The Daily Beast ran an exclusive report detailing how the Freedom of the Press Foundation (FPF) was set to break ties with WikiLeaks amidst concerns among the foundation’s board, which includes such well-known figures as Daniel Ellsberg, Edward Snowden, Laura Poitras, John Cusack and Glenn Greenwald, among others. The news was confirmed less than a month later when the nonprofit’s board officially voted to stop accepting U.S. donations for WikiLeaks, which had been blacklisted for years by Visa, MasterCard and PayPal after publishing leaked U.S. government documents provided by Chelsea Manning.

Even though the FPF had been founded to allow WikiLeaks to circumvent the banking blockade — which, according to WikiLeaks, sapped nearly 95% of the transparency organization’s funds — the board’s decision to end its founding mission was unanimous.

Last Monday, the FPF made it official, severing its ties with WikiLeaks, leaving it to rely on cryptocurrencies and other esoteric means of funding in order to get around the banking blockade.

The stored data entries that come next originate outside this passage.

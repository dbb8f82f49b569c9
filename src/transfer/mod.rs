//! Transfers
//!
//! Atomic two-account balance moves under optimistic concurrency control,
//! plus the append-only transfer log.
//!
//! # Safety Invariants
//!
//! 1. **Conservation**: the sum of all balances never changes
//! 2. **Non-negativity**: no committed balance is below zero
//! 3. **Atomicity**: a transfer record exists iff both balance changes committed
//! 4. **No lost update**: a version mismatch on either row voids the attempt

pub mod engine;
pub mod types;


pub use engine::TransferEngine;
pub use types::{NewTransfer, Transfer, TransferIntent};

Journalist Trevor Timm, the FPF’s director, told WikiLeaks’ editor-in-chief Julian Assange in an email that the foundation’s reason for ending the partnership was “that the financial blockade by the major payment processors is no longer in effect, and as such, we will soon cease processing donations on behalf of WikiLeaks readers.

The financial censorship of WikiLeaks is ongoing in various ways, as is our litigation in response,” Assange told Timm in response, adding that: “The FPF faces criticism for receiving donations on our behalf, but that is its function. If it bows to political pressure it becomes part of the problem it was designed to solve and yet another spurious free-speech organization — of which there are plenty.

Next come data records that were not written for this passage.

//! Money Conversion Module
//!
//! Conversion between client-facing decimal strings and the exact
//! [`BigDecimal`] values stored in `NUMERIC(78,18)` columns. All conversions
//! MUST go through this module.
//!
//! ## Design Principles
//! 1. Exact arithmetic only: no binary floating point anywhere on the money path
//! 2. Explicit Error Handling: no silent truncation or rounding
//! 3. Strict format: `0.5` not `.5`, `5.0` or `5` not `5.`, no exponents
//!
//! ## Usage
//! ```rust
//! use ledger_transfers::money::{format_decimal, parse_amount};
//!
//! let amount = parse_amount("0.123456789123456789").unwrap();
//! assert_eq!(format_decimal(&amount), "0.123456789123456789");
//! ```

use bigdecimal::{BigDecimal, Zero};
use std::str::FromStr;
use thiserror::Error;

/// Fractional digits kept by the ledger columns
pub const MAX_FRACTION_DIGITS: usize = 18;

/// Integer digits kept by the ledger columns (78 total - 18 fractional)
pub const MAX_INTEGER_DIGITS: usize = 60;

// ============================================================================
// Error Types
// ============================================================================

/// Money conversion errors
#[derive(Debug, Error, PartialEq)]
pub enum MoneyError {
    #[error("Precision overflow: provided {provided} decimals, max allowed {max}")]
    PrecisionOverflow { provided: usize, max: usize },

    #[error("Amount too large: {digits} integer digits, max allowed {max}")]
    Overflow { digits: usize, max: usize },

    #[error("Amount must be greater than zero")]
    NotPositive,

    #[error("Amount must be non-negative")]
    Negative,

    #[error("Invalid format: {0}")]
    InvalidFormat(String),
}

// ============================================================================
// Parse: Client → Ledger (String → BigDecimal)
// ============================================================================

/// Parse a client decimal string into an exact [`BigDecimal`].
///
/// Accepts an optional leading `-` so callers can report sign errors
/// distinctly from format errors. Range and precision are checked against
/// the ledger column limits.
///
/// # Errors
/// * `InvalidFormat` - empty, stray characters, `.5`, `5.`, exponents
/// * `PrecisionOverflow` - more than 18 fractional digits
/// * `Overflow` - more than 60 integer digits
pub fn parse_decimal(input: &str) -> Result<BigDecimal, MoneyError> {
    if input.is_empty() {
        return Err(MoneyError::InvalidFormat("empty string".into()));
    }

    let unsigned = input.strip_prefix('-').unwrap_or(input);

    let (whole, frac) = match unsigned.split_once('.') {
        None => (unsigned, ""),
        Some((whole, frac)) => {
            // Require both sides of the dot to be non-empty
            if whole.is_empty() {
                return Err(MoneyError::InvalidFormat(
                    "missing leading zero (e.g., use 0.5 instead of .5)".into(),
                ));
            }
            if frac.is_empty() {
                return Err(MoneyError::InvalidFormat(
                    "missing fractional part (e.g., use 5.0 instead of 5.)".into(),
                ));
            }
            (whole, frac)
        }
    };

    if whole.is_empty() {
        return Err(MoneyError::InvalidFormat("missing digits".into()));
    }
    if !whole.bytes().all(|b| b.is_ascii_digit()) {
        return Err(MoneyError::InvalidFormat(format!(
            "invalid character in whole part: {}",
            whole
        )));
    }
    if !frac.bytes().all(|b| b.is_ascii_digit()) {
        return Err(MoneyError::InvalidFormat(format!(
            "invalid character in fractional part: {}",
            frac
        )));
    }

    // REJECT excess precision instead of rounding
    if frac.len() > MAX_FRACTION_DIGITS {
        return Err(MoneyError::PrecisionOverflow {
            provided: frac.len(),
            max: MAX_FRACTION_DIGITS,
        });
    }

    let significant_whole = whole.trim_start_matches('0').len();
    if significant_whole > MAX_INTEGER_DIGITS {
        return Err(MoneyError::Overflow {
            digits: significant_whole,
            max: MAX_INTEGER_DIGITS,
        });
    }

    BigDecimal::from_str(input).map_err(|e| MoneyError::InvalidFormat(e.to_string()))
}

/// Parse a transfer amount: strictly greater than zero
pub fn parse_amount(input: &str) -> Result<BigDecimal, MoneyError> {
    let amount = parse_decimal(input)?;
    if amount <= BigDecimal::zero() {
        return Err(MoneyError::NotPositive);
    }
    Ok(amount)
}

/// Parse an opening balance: zero allowed, negative rejected
pub fn parse_balance(input: &str) -> Result<BigDecimal, MoneyError> {
    let balance = parse_decimal(input)?;
    if balance < BigDecimal::zero() {
        return Err(MoneyError::Negative);
    }
    Ok(balance)
}

// ============================================================================
// Format: Ledger → Client (BigDecimal → String)
// ============================================================================

/// Render without exponent and without trailing fractional zeros.
///
/// `NUMERIC(78,18)` reads back as `100.000000000000000000`; clients see `100`.
pub fn format_decimal(value: &BigDecimal) -> String {
    if value.is_zero() {
        return "0".to_string();
    }
    value.normalized().to_plain_string()
}

#[cfg(test)]
mod tests {
    use super::*;

    fn dec(s: &str) -> BigDecimal {
        BigDecimal::from_str(s).unwrap()
    }

    #[test]
    fn test_parse_decimal_basic() {
        assert_eq!(parse_decimal("100").unwrap(), dec("100"));
        assert_eq!(parse_decimal("100.50").unwrap(), dec("100.5"));
        assert_eq!(parse_decimal("-1.25").unwrap(), dec("-1.25"));
    }

    #[test]
    fn test_parse_decimal_rejects_bad_format() {
        for input in [
            "", "   ", "abc", ".5", "5.", "1.2.3", "1e5", "+1", "--1", "1,000", "0x10", " 7 ", "7 ",
            "\t7",
        ] {
            assert!(
                matches!(parse_decimal(input), Err(MoneyError::InvalidFormat(_))),
                "{input:?} should be rejected"
            );
        }
    }

    #[test]
    fn test_parse_decimal_precision_limit() {
        assert!(parse_decimal("0.000000000000000001").is_ok());
        assert_eq!(
            parse_decimal("0.0000000000000000001"),
            Err(MoneyError::PrecisionOverflow {
                provided: 19,
                max: 18
            })
        );
    }

    #[test]
    fn test_parse_decimal_magnitude_limit() {
        let sixty = "9".repeat(60);
        assert!(parse_decimal(&sixty).is_ok());
        assert!(parse_decimal(&format!("000{}", sixty)).is_ok());

        let sixty_one = format!("1{}", "0".repeat(60));
        assert_eq!(
            parse_decimal(&sixty_one),
            Err(MoneyError::Overflow {
                digits: 61,
                max: 60
            })
        );
    }

    #[test]
    fn test_parse_amount_sign() {
        assert!(parse_amount("0.01").is_ok());
        assert_eq!(parse_amount("0"), Err(MoneyError::NotPositive));
        assert_eq!(parse_amount("0.00"), Err(MoneyError::NotPositive));
        assert_eq!(parse_amount("-1"), Err(MoneyError::NotPositive));
    }

    #[test]
    fn test_parse_balance_sign() {
        assert_eq!(parse_balance("0").unwrap(), BigDecimal::zero());
        assert_eq!(parse_balance("-0").unwrap(), BigDecimal::zero());
        assert_eq!(parse_balance("-100.00"), Err(MoneyError::Negative));
    }

    #[test]
    fn test_format_decimal() {
        assert_eq!(format_decimal(&dec("100.000000000000000000")), "100");
        assert_eq!(format_decimal(&dec("0.010")), "0.01");
        assert_eq!(format_decimal(&dec("0.000000000000000001")), "0.000000000000000001");
        assert_eq!(format_decimal(&dec("0.000000000000000000")), "0");
        assert_eq!(
            format_decimal(&dec("999999999999999999.999999999999999999")),
            "999999999999999999.999999999999999999"
        );
    }

    #[test]
    fn test_exact_arithmetic_at_18_digits() {
        let balance = dec("1000000000000000000.00");
        let amount = parse_amount("0.123456789123456789").unwrap();
        assert_eq!(
            format_decimal(&(&balance - &amount)),
            "999999999999999999.876543210876543211"
        );
    }
}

Assange had made the exchange public by publishing it on his personal Twitter, but it has since been deleted.

Indeed, the pressure against WikiLeaks has reached fever pitch, with Attorney General Jeff Sessions’ calling Assange’s arrest a “priority” and CIA Director Mike Pompeo labeling it a non-state hostile intelligence service. Last Thursday, former CIA analyst and whistleblower John Kiriakou stated his belief that “the Americans want Assange’s head on a platter.” All of this has followed Wikileaks’ publication of the Podesta emails and DNC leaks in 2016 prior to that year’s U.S. presidential election, as well as its more recent publication of CIA hacking secrets in the “Vault 7” and “Vault 8” releases.